Body as a whole-General disorders: Hot flushes, edema and weight changes.
Hypersensitivity: Anaphylactic reaction, rash and pruritus.
Gastrointestinal: Nausea, Vomiting and Anorexia.
Liver: Abnormal liver function test values, usually transient.
Administration site: Injection site reactions.
Prostate Cancer: Flare phenomenon: Bone pain, urinary tract obstruction and hematuria (as urinary symptoms), Weakness of lower extremity/paresthesia (as neurologic symptoms).
Hypersensitivity: Anaphylactic reaction, rash and pruritus.
Endocrine: Hot flushes, diaphoresis, decreased libido, impotence, orchiatrophy and gynecomastia.

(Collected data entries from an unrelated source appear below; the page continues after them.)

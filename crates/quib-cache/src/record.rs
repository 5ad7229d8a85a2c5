//! 記錄陣列緩存：每個欄位各自一張失效遮罩

use indexmap::IndexMap;
use quib_core::{NdArray, Path, PathStep, QuibError, RecordArray, Result, Value};

use crate::CacheStatus;

/// 記錄陣列緩存
#[derive(Debug, Clone)]
pub struct RecordCache {
    value: RecordArray,
    invalid: IndexMap<String, NdArray<bool>>,
}

impl RecordCache {
    pub fn new(template: RecordArray) -> Self {
        let invalid = template
            .field_names()
            .map(|name| (name.to_string(), NdArray::full(template.shape(), true)))
            .collect();
        Self {
            value: template,
            invalid,
        }
    }

    /// 形狀與欄位名稱必須相同
    pub fn matches_result(&self, value: &Value) -> bool {
        match value {
            Value::Record(r) => {
                r.shape() == self.value.shape() && r.field_names().eq(self.value.field_names())
            }
            _ => false,
        }
    }

    /// 路徑涉及的欄位與位置遮罩
    fn resolve(&self, path: &Path) -> Result<(Vec<String>, NdArray<bool>)> {
        let (positional, fields) = path.split_fields();
        let region = positional.region_mask(self.value.shape())?;
        let names = match fields.as_slice() {
            [] => self.invalid.keys().cloned().collect(),
            [PathStep::Field(name)] => {
                if !self.invalid.contains_key(name) {
                    return Err(QuibError::InvalidPath(format!("記錄陣列沒有欄位 {:?}", name)));
                }
                vec![name.clone()]
            }
            _ => {
                return Err(QuibError::InvalidPath(format!("記錄陣列路徑 {} 有多個欄位", path)));
            }
        };
        Ok((names, region))
    }

    pub fn get_uncached_paths(&self, path: &Path) -> Result<Vec<Path>> {
        let (names, region) = self.resolve(path)?;
        let pending: Vec<(String, NdArray<bool>)> = names
            .into_iter()
            .filter_map(|name| {
                let mask = self.invalid.get(&name)?.and(&region).ok()?;
                mask.any().then_some((name, mask))
            })
            .collect();
        if pending.len() == self.invalid.len() && pending.iter().all(|(_, m)| m.all()) {
            return Ok(vec![Path::root()]);
        }
        Ok(pending
            .into_iter()
            .map(|(name, mask)| {
                let path = Path::field(name);
                if mask.all() {
                    path
                } else {
                    path.with(PathStep::mask(mask))
                }
            })
            .collect())
    }

    pub fn set_valid_value_at_path(&mut self, path: &Path, value: &Value) -> Result<()> {
        let Value::Record(incoming) = value else {
            return Err(QuibError::TypeMismatch(format!("記錄緩存收到 {}", value.kind_name())));
        };
        if !self.matches_result(value) {
            return Err(QuibError::CacheShapeMismatch);
        }
        let (names, region) = self.resolve(path)?;
        let flat = region.true_indices();
        let mut updated = self.value.clone();
        for name in &names {
            let source = incoming.field(name).ok_or(QuibError::CacheShapeMismatch)?;
            let mut column = updated.field(name).cloned().ok_or(QuibError::CacheShapeMismatch)?;
            let picked = source.take(&flat, vec![flat.len()])?;
            column.scatter(&flat, picked.data())?;
            updated = updated.with_field(name, column)?;
            if let Some(mask) = self.invalid.get_mut(name) {
                mask.scatter(&flat, &vec![false; flat.len()])?;
            }
        }
        self.value = updated;
        Ok(())
    }

    pub fn set_invalid_at_path(&mut self, path: &Path) -> Result<()> {
        let (names, region) = self.resolve(path)?;
        for name in names {
            if let Some(mask) = self.invalid.get_mut(&name) {
                *mask = mask.or(&region)?;
            }
        }
        Ok(())
    }

    pub fn get_cache_status(&self) -> CacheStatus {
        let invalid: usize = self.invalid.values().map(NdArray::count_true).sum();
        let total: usize = self.invalid.values().map(NdArray::len).sum();
        if invalid == 0 {
            CacheStatus::AllValid
        } else if invalid == total {
            CacheStatus::AllInvalid
        } else {
            CacheStatus::Partial
        }
    }

    pub fn get_value(&self) -> Value {
        Value::Record(self.value.clone())
    }
}

#[cfg(test)]
mod tests {
    use super::*;

    fn points() -> RecordArray {
        RecordArray::new(vec![
            ("x".to_string(), NdArray::from_vec(vec![1.0, 2.0, 3.0])),
            ("y".to_string(), NdArray::from_vec(vec![10.0, 20.0, 30.0])),
        ])
        .unwrap()
    }

    #[test]
    fn test_record_field_granularity() {
        let mut cache = RecordCache::new(points());
        let value = Value::Record(points());
        cache.set_valid_value_at_path(&Path::field("x"), &value).unwrap();

        assert_eq!(cache.get_cache_status(), CacheStatus::Partial);
        assert!(cache.get_uncached_paths(&Path::field("x")).unwrap().is_empty());
        assert_eq!(cache.get_uncached_paths(&Path::root()).unwrap(), vec![Path::field("y")]);
    }

    #[test]
    fn test_record_index_then_field_is_orthogonal() {
        let mut cache = RecordCache::new(points());
        let value = Value::Record(points());
        cache.set_valid_value_at_path(&Path::root(), &value).unwrap();

        // 索引與欄位順序可互換
        let path = Path::new(vec![PathStep::at(1), PathStep::field("y")]);
        cache.set_invalid_at_path(&path).unwrap();

        let uncached = cache.get_uncached_paths(&Path::root()).unwrap();
        let mask = NdArray::from_indices(&[3], &[1]);
        assert_eq!(
            uncached,
            vec![Path::field("y").with(PathStep::mask(mask))]
        );
        assert!(cache.get_uncached_paths(&Path::field("x")).unwrap().is_empty());
    }

    #[test]
    fn test_record_unknown_field() {
        let cache = RecordCache::new(points());
        assert!(cache.get_uncached_paths(&Path::field("z")).is_err());
    }

    #[test]
    fn test_new_record_cache_reports_root() {
        let cache = RecordCache::new(points());
        assert_eq!(cache.get_uncached_paths(&Path::root()).unwrap(), vec![Path::root()]);
        assert_eq!(cache.get_cache_status(), CacheStatus::AllInvalid);
    }
}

Gastrointestinal: Nausea, vomiting, anorexia and diarrhea.
Musculo-skeletal system disorder: Decreased bone mass.
Liver: Abnormal liver function test values, usually transient.
Administration site: Injection site reaction.

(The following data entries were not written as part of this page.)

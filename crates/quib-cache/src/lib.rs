//! # Quib Cache
//!
//! 以路徑粒度追蹤有效性的節點緩存
//!
//! 緩存按值的形狀族分成五種變體（由最特定到最一般）：記錄陣列、同質陣列、
//! 映射、序列、整體（不透明值）。每種變體都實作同一組操作。

pub mod array;
pub mod dirty_tracking;
pub mod holistic;
pub mod mapping;
pub mod record;
pub mod sequence;

use quib_core::{Indexer, Path, PathStep, Result, Value};

// Re-export 主要類型
pub use array::ArrayCache;
pub use dirty_tracking::DirtyTracker;
pub use holistic::HolisticCache;
pub use mapping::MappingCache;
pub use record::RecordCache;
pub use sequence::SequenceCache;

/// 緩存整體狀態
#[derive(Debug, Clone, Copy, PartialEq, Eq)]
pub enum CacheStatus {
    AllValid,
    AllInvalid,
    Partial,
}

/// 節點緩存
#[derive(Debug, Clone)]
pub enum Cache {
    Holistic(HolisticCache),
    Mapping(MappingCache),
    Sequence(SequenceCache),
    Array(ArrayCache),
    Record(RecordCache),
}

impl Cache {
    /// 依結果的形狀族創建緩存（全部失效，只保留形狀範本）
    pub fn create(result: &Value) -> Self {
        match result {
            Value::Record(r) => Cache::Record(RecordCache::new(r.clone())),
            Value::Array(a) => Cache::Array(ArrayCache::new(a.clone())),
            Value::Map(m) => Cache::Mapping(MappingCache::new(m.clone())),
            Value::List(items) => Cache::Sequence(SequenceCache::new(items.clone(), false)),
            Value::Tuple(items) => Cache::Sequence(SequenceCache::new(items.clone(), true)),
            other => Cache::Holistic(HolisticCache::new(other.clone())),
        }
    }

    /// 緩存的形狀範本是否與結果相容
    pub fn matches_result(&self, value: &Value) -> bool {
        match self {
            Cache::Holistic(c) => c.matches_result(value),
            Cache::Mapping(c) => c.matches_result(value),
            Cache::Sequence(c) => c.matches_result(value),
            Cache::Array(c) => c.matches_result(value),
            Cache::Record(c) => c.matches_result(value),
        }
    }

    /// 路徑內尚未有效的最小子路徑集合；空集合代表路徑內全部有效
    pub fn get_uncached_paths(&mut self, path: &Path) -> Result<Vec<Path>> {
        self.ensure_representation(path)?;
        match self {
            Cache::Holistic(c) => c.get_uncached_paths(path),
            Cache::Mapping(c) => c.get_uncached_paths(path),
            Cache::Sequence(c) => c.get_uncached_paths(path),
            Cache::Array(c) => c.get_uncached_paths(path),
            Cache::Record(c) => c.get_uncached_paths(path),
        }
    }

    /// 把 `value`（完整的最新結果）在路徑處的內容存入並標為有效
    pub fn set_valid_value_at_path(&mut self, path: &Path, value: &Value) -> Result<()> {
        self.ensure_representation(path)?;
        match self {
            Cache::Holistic(c) => c.set_valid_value_at_path(path, value),
            Cache::Mapping(c) => c.set_valid_value_at_path(path, value),
            Cache::Sequence(c) => c.set_valid_value_at_path(path, value),
            Cache::Array(c) => c.set_valid_value_at_path(path, value),
            Cache::Record(c) => c.set_valid_value_at_path(path, value),
        }
    }

    /// 把路徑處標為失效
    pub fn set_invalid_at_path(&mut self, path: &Path) -> Result<()> {
        self.ensure_representation(path)?;
        match self {
            Cache::Holistic(c) => c.set_invalid_at_path(path),
            Cache::Mapping(c) => c.set_invalid_at_path(path),
            Cache::Sequence(c) => c.set_invalid_at_path(path),
            Cache::Array(c) => c.set_invalid_at_path(path),
            Cache::Record(c) => c.set_invalid_at_path(path),
        }
    }

    pub fn get_cache_status(&self) -> CacheStatus {
        match self {
            Cache::Holistic(c) => c.get_cache_status(),
            Cache::Mapping(c) => c.get_cache_status(),
            Cache::Sequence(c) => c.get_cache_status(),
            Cache::Array(c) => c.get_cache_status(),
            Cache::Record(c) => c.get_cache_status(),
        }
    }

    /// 目前存儲的值（失效區域保留上一次的內容）
    pub fn get_value(&self) -> Value {
        match self {
            Cache::Holistic(c) => c.get_value(),
            Cache::Mapping(c) => c.get_value(),
            Cache::Sequence(c) => c.get_value(),
            Cache::Array(c) => c.get_value(),
            Cache::Record(c) => c.get_value(),
        }
    }

    /// 是否只支援整體有效／整體失效
    pub fn is_holistic(&self) -> bool {
        matches!(self, Cache::Holistic(_))
    }

    pub fn kind_name(&self) -> &'static str {
        match self {
            Cache::Holistic(_) => "holistic",
            Cache::Mapping(_) => "mapping",
            Cache::Sequence(_) => "sequence",
            Cache::Array(_) => "array",
            Cache::Record(_) => "record",
        }
    }

    /// 序列緩存被多軸索引定址時，改建成陣列緩存並帶上原有的失效區域
    fn ensure_representation(&mut self, path: &Path) -> Result<()> {
        let Cache::Sequence(seq) = self else {
            return Ok(());
        };
        let needs_array = matches!(
            path.steps().first(),
            Some(PathStep::Index(indexers))
                if indexers.len() > 1
                    || matches!(indexers.as_slice(), [Indexer::Mask(m)] if m.ndim() > 1)
        );
        if needs_array {
            tracing::debug!("序列緩存被多軸索引定址，改建為陣列緩存");
            *self = Cache::Array(seq.to_array_cache()?);
        }
        Ok(())
    }
}
//! 指派歷史（復原／重做）

use std::collections::HashSet;

use quib_core::Path;

use crate::overrider::Overrider;
use crate::quib::NodeId;

/// 一次指派對各節點覆寫層造成的變更
#[derive(Debug, Clone, PartialEq)]
pub struct Change {
    pub before: Vec<(NodeId, Overrider)>,
    pub after: Vec<(NodeId, Overrider)>,
    /// 受影響的路徑，復原後需要重新失效
    pub paths: Vec<(NodeId, Path)>,
}

impl Change {
    fn touches_only(&self, alive: &HashSet<NodeId>) -> bool {
        self.before.iter().all(|(n, _)| alive.contains(n))
    }
}

#[derive(Debug, Clone, Default)]
pub struct History {
    undo: Vec<Change>,
    redo: Vec<Change>,
}

impl History {
    /// 記錄新變更；重做堆疊隨之清空
    pub fn record(&mut self, change: Change) {
        self.undo.push(change);
        self.redo.clear();
    }

    pub fn pop_undo(&mut self) -> Option<Change> {
        let change = self.undo.pop()?;
        self.redo.push(change.clone());
        Some(change)
    }

    pub fn pop_redo(&mut self) -> Option<Change> {
        let change = self.redo.pop()?;
        self.undo.push(change.clone());
        Some(change)
    }

    pub fn can_undo(&self) -> bool {
        !self.undo.is_empty()
    }

    pub fn can_redo(&self) -> bool {
        !self.redo.is_empty()
    }

    /// 丟棄引用已移除節點的變更
    pub fn retain_nodes(&mut self, alive: &HashSet<NodeId>) {
        self.undo.retain(|c| c.touches_only(alive));
        self.redo.retain(|c| c.touches_only(alive));
    }
}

Others: Headache, edema, dizziness and depression.
Cardiovascular: QT prolongation.
Drug Interactions
No pharmacokinetic-based drug-drug interaction studies have been conducted with Leuprorelin (Luprolex). However, because leuprolide acetate is a peptide that is primarily degraded by peptidase and not by cytochrome P-450 enzymes as noted in specific studies, and the drug is only about 46% bound to plasma proteins, drug interactions would not be expected to occur.

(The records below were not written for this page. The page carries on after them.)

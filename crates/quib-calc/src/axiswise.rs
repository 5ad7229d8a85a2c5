//! 沿軸函數族：歸約與沿軸套用
//!
//! 前向遮罩轉移把來源的變動遮罩沿被歸約的軸做 OR；反向轉移把結果區域
//! 展開回被歸約的軸。只有 `sum` 與 `mean` 支援反推。

use std::rc::Rc;

use quib_core::ndarray::{normalize_axis, ravel_index, reduced_shape, unravel_index};
use quib_core::{NdArray, QuibError, Result, Value};

use crate::registry::{CallArgs, Family, FunctionSpec, SourceArg};

/// 歸約運算
#[derive(Debug, Clone, Copy, PartialEq, Eq)]
pub enum Reduction {
    Sum,
    Mean,
    Prod,
    Min,
    Max,
    Any,
    All,
}

impl Reduction {
    pub fn from_name(name: &str) -> Result<Self> {
        match name {
            "sum" => Ok(Reduction::Sum),
            "mean" => Ok(Reduction::Mean),
            "prod" => Ok(Reduction::Prod),
            "min" => Ok(Reduction::Min),
            "max" => Ok(Reduction::Max),
            "any" => Ok(Reduction::Any),
            "all" => Ok(Reduction::All),
            other => Err(QuibError::UnknownFunction(other.to_string())),
        }
    }

    pub fn name(&self) -> &'static str {
        match self {
            Reduction::Sum => "sum",
            Reduction::Mean => "mean",
            Reduction::Prod => "prod",
            Reduction::Min => "min",
            Reduction::Max => "max",
            Reduction::Any => "any",
            Reduction::All => "all",
        }
    }

    fn fold(&self, values: &[f64]) -> Result<f64> {
        let truth = |b: bool| if b { 1.0 } else { 0.0 };
        match self {
            Reduction::Sum => Ok(values.iter().sum()),
            Reduction::Mean => Ok(values.iter().sum::<f64>() / values.len() as f64),
            Reduction::Prod => Ok(values.iter().product()),
            Reduction::Min | Reduction::Max if values.is_empty() => {
                Err(QuibError::ShapeMismatch(format!("{} 不可作用於空的歸約區域", self.name())))
            }
            Reduction::Min => Ok(values.iter().copied().fold(f64::INFINITY, f64::min)),
            Reduction::Max => Ok(values.iter().copied().fold(f64::NEG_INFINITY, f64::max)),
            Reduction::Any => Ok(truth(values.iter().any(|v| *v != 0.0))),
            Reduction::All => Ok(truth(values.iter().all(|v| *v != 0.0))),
        }
    }

    fn is_boolean(&self) -> bool {
        matches!(self, Reduction::Any | Reduction::All)
    }
}

/// 一次歸約的參數（已對來源形狀正規化）
#[derive(Debug, Clone)]
struct ReducePlan {
    source_shape: Vec<usize>,
    axes: Vec<usize>,
    keepdims: bool,
    /// `where` 遮罩（已廣播到來源形狀）
    included: Option<NdArray<bool>>,
}

impl ReducePlan {
    fn out_shape(&self) -> Vec<usize> {
        reduced_shape(&self.source_shape, &self.axes, self.keepdims)
    }

    fn is_included(&self, flat: usize) -> bool {
        self.included.as_ref().map_or(true, |m| m.data()[flat])
    }

    /// 每個來源元素歸約到的輸出扁平索引
    fn targets(&self) -> Vec<usize> {
        let kept = reduced_shape(&self.source_shape, &self.axes, true);
        let len: usize = self.source_shape.iter().product();
        (0..len)
            .map(|flat| {
                let mut index = unravel_index(flat, &self.source_shape);
                for &a in &self.axes {
                    index[a] = 0;
                }
                ravel_index(&index, &kept)
            })
            .collect()
    }

    /// 每個輸出位置收到的來源元素
    fn members(&self) -> Vec<Vec<usize>> {
        let out_len: usize = self.out_shape().iter().product();
        let mut groups = vec![Vec::new(); out_len];
        for (flat, target) in self.targets().into_iter().enumerate() {
            if self.is_included(flat) {
                groups[target].push(flat);
            }
        }
        groups
    }
}

/// 沿軸函數
#[derive(Debug, Clone, Copy, PartialEq, Eq)]
pub enum AxisWiseSpec {
    /// `sum(a, axis=None, keepdims=False, where=None)` 等歸約
    Reduce(Reduction),
    /// `apply_along_axis(func1d, axis, arr)`：`func1d` 為歸約名稱
    AlongAxis,
}

impl AxisWiseSpec {
    /// 資料來源在位置參數中的位置
    pub fn source_position(&self) -> usize {
        match self {
            AxisWiseSpec::Reduce(_) => 0,
            AxisWiseSpec::AlongAxis => 2,
        }
    }

    fn reduction(&self, args: &CallArgs) -> Result<Reduction> {
        match self {
            AxisWiseSpec::Reduce(r) => Ok(*r),
            AxisWiseSpec::AlongAxis => match args.param("func1d", 0) {
                Some(Value::Str(name)) => Reduction::from_name(name),
                _ => Err(QuibError::TypeMismatch("apply_along_axis 需要歸約名稱".to_string())),
            },
        }
    }

    fn plan(&self, args: &CallArgs, source_shape: &[usize]) -> Result<ReducePlan> {
        let ndim = source_shape.len();
        match self {
            AxisWiseSpec::Reduce(_) => {
                let axes = match args.axes("axis", 1)? {
                    None => (0..ndim).collect(),
                    Some(axes) => {
                        let mut normalized = axes
                            .into_iter()
                            .map(|a| normalize_axis(a, ndim))
                            .collect::<Result<Vec<_>>>()?;
                        normalized.sort_unstable();
                        normalized.dedup();
                        normalized
                    }
                };
                let included = match args.kwarg("where") {
                    None => None,
                    Some(w) => Some(w.to_array()?.broadcast_to(source_shape)?.map(|v| *v != 0.0)),
                };
                Ok(ReducePlan {
                    source_shape: source_shape.to_vec(),
                    axes,
                    keepdims: args.flag("keepdims", false),
                    included,
                })
            }
            AxisWiseSpec::AlongAxis => {
                let axis = args
                    .int("axis", 1)?
                    .ok_or_else(|| QuibError::TypeMismatch("apply_along_axis 需要 axis".to_string()))?;
                Ok(ReducePlan {
                    source_shape: source_shape.to_vec(),
                    axes: vec![normalize_axis(axis as isize, ndim)?],
                    keepdims: false,
                    included: None,
                })
            }
        }
    }

    pub fn evaluate(&self, args: &CallArgs) -> Result<Value> {
        let source = args.array(self.source_position())?;
        let reduction = self.reduction(args)?;
        let plan = self.plan(args, source.shape())?;
        let data = plan
            .members()
            .iter()
            .map(|group| {
                let values: Vec<f64> = group.iter().map(|&j| source.data()[j]).collect();
                reduction.fold(&values)
            })
            .collect::<Result<Vec<_>>>()?;
        let out = NdArray::new(plan.out_shape(), data)?;
        if out.ndim() == 0 && reduction.is_boolean() {
            return Ok(Value::Bool(out.data()[0] != 0.0));
        }
        Ok(Value::from_array(out))
    }

    /// 前向遮罩轉移：來源變動遮罩 → 結果變動遮罩
    pub fn forward_mask(&self, args: &CallArgs, changed: &NdArray<bool>) -> Result<NdArray<bool>> {
        let plan = self.plan(args, changed.shape())?;
        let out_shape = plan.out_shape();
        let mut out = NdArray::full(&out_shape, false);
        for (flat, target) in plan.targets().into_iter().enumerate() {
            if changed.data()[flat] && plan.is_included(flat) {
                out.data_mut()[target] = true;
            }
        }
        Ok(out)
    }

    /// 反向遮罩轉移：結果區域 → 需要的來源區域
    pub fn backward_mask(
        &self,
        args: &CallArgs,
        region: &NdArray<bool>,
        source_shape: &[usize],
    ) -> Result<NdArray<bool>> {
        let plan = self.plan(args, source_shape)?;
        if region.shape() != plan.out_shape().as_slice() {
            return Err(QuibError::ShapeMismatch(format!(
                "結果區域形狀 {:?} 與歸約結果 {:?} 不符",
                region.shape(),
                plan.out_shape()
            )));
        }
        let data = plan
            .targets()
            .into_iter()
            .enumerate()
            .map(|(flat, target)| region.data()[target] && plan.is_included(flat))
            .collect();
        NdArray::new(source_shape.to_vec(), data)
    }

    /// 反推：把結果在區域內的新值分攤回來源
    ///
    /// `sum` 把差值平均分給參與歸約的元素，`mean` 讓每個元素平移同一個差值。
    /// 回傳被改動的來源遮罩與新的來源陣列。
    pub fn invert(
        &self,
        args: &CallArgs,
        region: &NdArray<bool>,
        desired: &NdArray<f64>,
    ) -> Result<(NdArray<bool>, NdArray<f64>)> {
        let reduction = self.reduction(args)?;
        if !matches!(self, AxisWiseSpec::Reduce(Reduction::Sum | Reduction::Mean)) {
            return Err(QuibError::UnsupportedInversion(format!(
                "{} 無法反推",
                reduction.name()
            )));
        }
        let source = args.array(self.source_position())?;
        let plan = self.plan(args, source.shape())?;
        let members = plan.members();
        let current = self.evaluate(args)?.to_array()?;

        let mut changed = NdArray::full(source.shape(), false);
        let mut updated = source.clone();
        for out in region.true_indices() {
            let group = &members[out];
            if group.is_empty() {
                continue;
            }
            let delta = desired.data()[out] - current.data()[out];
            let step = match reduction {
                Reduction::Sum => delta / group.len() as f64,
                _ => delta,
            };
            for &j in group {
                updated.data_mut()[j] += step;
                changed.data_mut()[j] = true;
            }
        }
        Ok((changed, updated))
    }
}

fn reduce_spec(reduction: Reduction) -> FunctionSpec {
    let axiswise = AxisWiseSpec::Reduce(reduction);
    FunctionSpec::new(
        reduction.name(),
        Family::AxisWise(axiswise),
        vec![SourceArg::Single(0)],
        Rc::new(move |args: &CallArgs| axiswise.evaluate(args)),
    )
}

/// 內建沿軸函數
pub fn builtins() -> Vec<FunctionSpec> {
    let mut specs: Vec<FunctionSpec> = [
        Reduction::Sum,
        Reduction::Mean,
        Reduction::Prod,
        Reduction::Min,
        Reduction::Max,
        Reduction::Any,
        Reduction::All,
    ]
    .into_iter()
    .map(reduce_spec)
    .collect();
    let along = AxisWiseSpec::AlongAxis;
    specs.push(FunctionSpec::new(
        "apply_along_axis",
        Family::AxisWise(along),
        vec![SourceArg::Single(along.source_position())],
        Rc::new(move |args: &CallArgs| along.evaluate(args)),
    ));
    specs
}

Drug/Laboratory Test Interactions: Administration of Leuprorelin (Luprolex) in therapeutic doses results in suppression of the pituitary-gonadal system. Normal function is usually restored within three months after treatment is discontinued. Therefore, diagnostic tests of pituitary gonadotropic and gonadal functions conducted during treatment and for up to three months after discontinuation of Leuprorelin (Luprolex) may be misleading.
3.75 mg and 11.25 mg: In males, since androgen deprivation treatment may prolong the QT interval, the concomitant use of Leuprorelin (Luprolex) with medicinal products known to prolong the QT interval or medicinal products able to induce Torsade de pointes such as Class IA (e.g. quinidine, disopyramide) or Class III (e.g. amiodarone, sotalol, dofetilide, ibutilide) antiarrhythmic medicinal products, methadone, moxifloxacin, antipsychotics, should be carefully evaluated.
Caution For Usage
Special precautions for disposal and other handling: Always ensure the safety device to prevent needle-stick injury is deployed after injection. Any unused product or waste material should be disposed of in accordance with local requirements.
Storage
Store at a room temperature not exceeding 25°C and avoiding heat. Protect from freezing.
ATC Classification
L02AE02 - leuprorelin ; Belongs to the class of gonadotropin releasing hormone analogues. Used in endocrine therapy.
Presentation/Packing
Powd for inj [vial + amp (diluent)] (white powder) 1.88 mg x 1's. 3.75 mg x 1's. 11.25 mg x 1's.